(TASK MATERIAL Opens)

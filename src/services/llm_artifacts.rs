//! 基于 LLM 的附件生成
//!
//! 先让 LLM 写出简历/求职信正文，再渲染成 PDF。

use std::sync::Arc;
use std::time::Duration;

use async_trait::async_trait;
use tracing::debug;

use crate::services::collaborators::{ArtifactGenerator, GenerationError};
use crate::services::llm_service::LlmService;
use crate::services::pdf_writer::render_text_pdf;

/// 上游没有给出等待时间时的默认限流等待
pub const DEFAULT_RATE_LIMIT_WAIT: Duration = Duration::from_secs(20);

pub struct LlmArtifactGenerator {
    llm: Arc<LlmService>,
}

impl LlmArtifactGenerator {
    pub fn new(llm: Arc<LlmService>) -> Self {
        Self { llm }
    }
}

#[async_trait]
impl ArtifactGenerator for LlmArtifactGenerator {
    async fn generate_resume(&self, job_description: &str) -> Result<Vec<u8>, GenerationError> {
        let text = self
            .llm
            .tailor_resume(job_description)
            .await
            .map_err(classify_llm_error)?;
        debug!("简历正文 {} 字符", text.len());
        Ok(render_text_pdf(&text))
    }

    async fn generate_cover_letter(
        &self,
        job_description: &str,
    ) -> Result<Vec<u8>, GenerationError> {
        let text = self
            .llm
            .write_cover_letter(job_description)
            .await
            .map_err(classify_llm_error)?;
        debug!("求职信正文 {} 字符", text.len());
        Ok(render_text_pdf(&text))
    }
}

/// 限流类错误转换为 `RateLimited`，其余保持为 `Failed`
fn classify_llm_error(err: anyhow::Error) -> GenerationError {
    if is_rate_limited(&err) {
        GenerationError::RateLimited {
            retry_after: DEFAULT_RATE_LIMIT_WAIT,
        }
    } else {
        GenerationError::Failed(err)
    }
}

fn is_rate_limited(err: &anyhow::Error) -> bool {
    err.chain().any(|cause| {
        let message = cause.to_string().to_lowercase();
        message.contains("rate limit")
            || message.contains("rate_limit")
            || message.contains("429")
            || message.contains("too many requests")
    })
}
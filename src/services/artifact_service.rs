//! 附件服务 - 业务能力层
//!
//! 调用附件生成能力，把结果写入输出目录，并在上传前做大小和格式校验。

use std::path::{Path, PathBuf};
use std::sync::Arc;

use anyhow::Context;
use tokio::fs;
use tokio::time::sleep;
use tracing::{info, warn};

use crate::error::{AppResult, ApplyError, ArtifactViolation};
use crate::models::Job;
use crate::services::collaborators::{ArtifactGenerator, GenerationError};

/// 上传文件大小上限：2 MiB
pub const MAX_ARTIFACT_BYTES: u64 = 2 * 1024 * 1024;

/// 允许上传的扩展名（不区分大小写）
pub const ALLOWED_EXTENSIONS: &[&str] = &["pdf", "doc", "docx"];

/// 限流时的最大尝试次数
pub const MAX_GENERATION_ATTEMPTS: usize = 3;

/// 校验待上传文件，通过时返回文件大小
///
/// 扩展名不合法时无论大小都拒绝。
pub fn validate_artifact(path: &Path) -> AppResult<u64> {
    let invalid = |violation| ApplyError::ArtifactInvalid {
        path: path.display().to_string(),
        violation,
    };

    let extension = path
        .extension()
        .and_then(|e| e.to_str())
        .unwrap_or_default()
        .to_lowercase();
    if !ALLOWED_EXTENSIONS.contains(&extension.as_str()) {
        return Err(invalid(ArtifactViolation::UnsupportedExtension { extension }));
    }

    let size = std::fs::metadata(path)?.len();
    if size > MAX_ARTIFACT_BYTES {
        return Err(invalid(ArtifactViolation::TooLarge {
            size,
            limit: MAX_ARTIFACT_BYTES,
        }));
    }

    Ok(size)
}

#[derive(Debug, Clone, Copy)]
enum ArtifactKind {
    Resume,
    CoverLetter,
}

impl ArtifactKind {
    fn file_prefix(self) -> &'static str {
        match self {
            ArtifactKind::Resume => "CV",
            ArtifactKind::CoverLetter => "Cover_Letter",
        }
    }

    fn label(self) -> &'static str {
        match self {
            ArtifactKind::Resume => "简历",
            ArtifactKind::CoverLetter => "求职信",
        }
    }
}

/// 附件服务
pub struct ArtifactService {
    generator: Arc<dyn ArtifactGenerator>,
    output_dir: PathBuf,
    max_attempts: usize,
}

impl ArtifactService {
    pub fn new(generator: Arc<dyn ArtifactGenerator>, output_dir: impl Into<PathBuf>) -> Self {
        Self {
            generator,
            output_dir: output_dir.into(),
            max_attempts: MAX_GENERATION_ATTEMPTS,
        }
    }

    /// 为职位生成简历并校验，返回文件的绝对路径
    pub async fn create_resume(&self, job: &Job) -> AppResult<PathBuf> {
        self.create(job, ArtifactKind::Resume).await
    }

    /// 为职位生成求职信并校验，返回文件的绝对路径
    pub async fn create_cover_letter(&self, job: &Job) -> AppResult<PathBuf> {
        self.create(job, ArtifactKind::CoverLetter).await
    }

    async fn create(&self, job: &Job, kind: ArtifactKind) -> AppResult<PathBuf> {
        info!("📝 正在生成{}: {}", kind.label(), job);
        let bytes = self.generate_with_retry(&job.description, kind).await?;

        fs::create_dir_all(&self.output_dir)
            .await
            .with_context(|| format!("无法创建附件目录: {}", self.output_dir.display()))?;

        let path = self.unique_path(kind).await;
        fs::write(&path, &bytes)
            .await
            .with_context(|| format!("无法写入附件: {}", path.display()))?;

        let size = validate_artifact(&path)?;
        let path = fs::canonicalize(&path).await?;
        info!("✓ {}已生成: {} ({} 字节)", kind.label(), path.display(), size);
        Ok(path)
    }

    async fn generate_with_retry(&self, description: &str, kind: ArtifactKind) -> AppResult<Vec<u8>> {
        let mut attempt = 1;
        loop {
            let result = match kind {
                ArtifactKind::Resume => self.generator.generate_resume(description).await,
                ArtifactKind::CoverLetter => self.generator.generate_cover_letter(description).await,
            };

            match result {
                Ok(bytes) => return Ok(bytes),
                Err(GenerationError::RateLimited { retry_after }) if attempt < self.max_attempts => {
                    warn!(
                        "⏳ 生成{}被限流，{} 秒后进行第 {}/{} 次尝试",
                        kind.label(),
                        retry_after.as_secs(),
                        attempt + 1,
                        self.max_attempts
                    );
                    sleep(retry_after).await;
                    attempt += 1;
                }
                Err(e) => return Err(e.into()),
            }
        }
    }

    /// `CV_<unix-ts>.pdf`，同一秒内重名时追加序号
    async fn unique_path(&self, kind: ArtifactKind) -> PathBuf {
        let ts = chrono::Utc::now().timestamp();
        let mut path = self
            .output_dir
            .join(format!("{}_{}.pdf", kind.file_prefix(), ts));
        let mut n = 1;
        while fs::try_exists(&path).await.unwrap_or(false) {
            path = self
                .output_dir
                .join(format!("{}_{}_{}.pdf", kind.file_prefix(), ts, n));
            n += 1;
        }
        path
    }
}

(TASK MATERIAL Closes)

Check each line of the data for the word "impl", then state only how many lines hold it.

5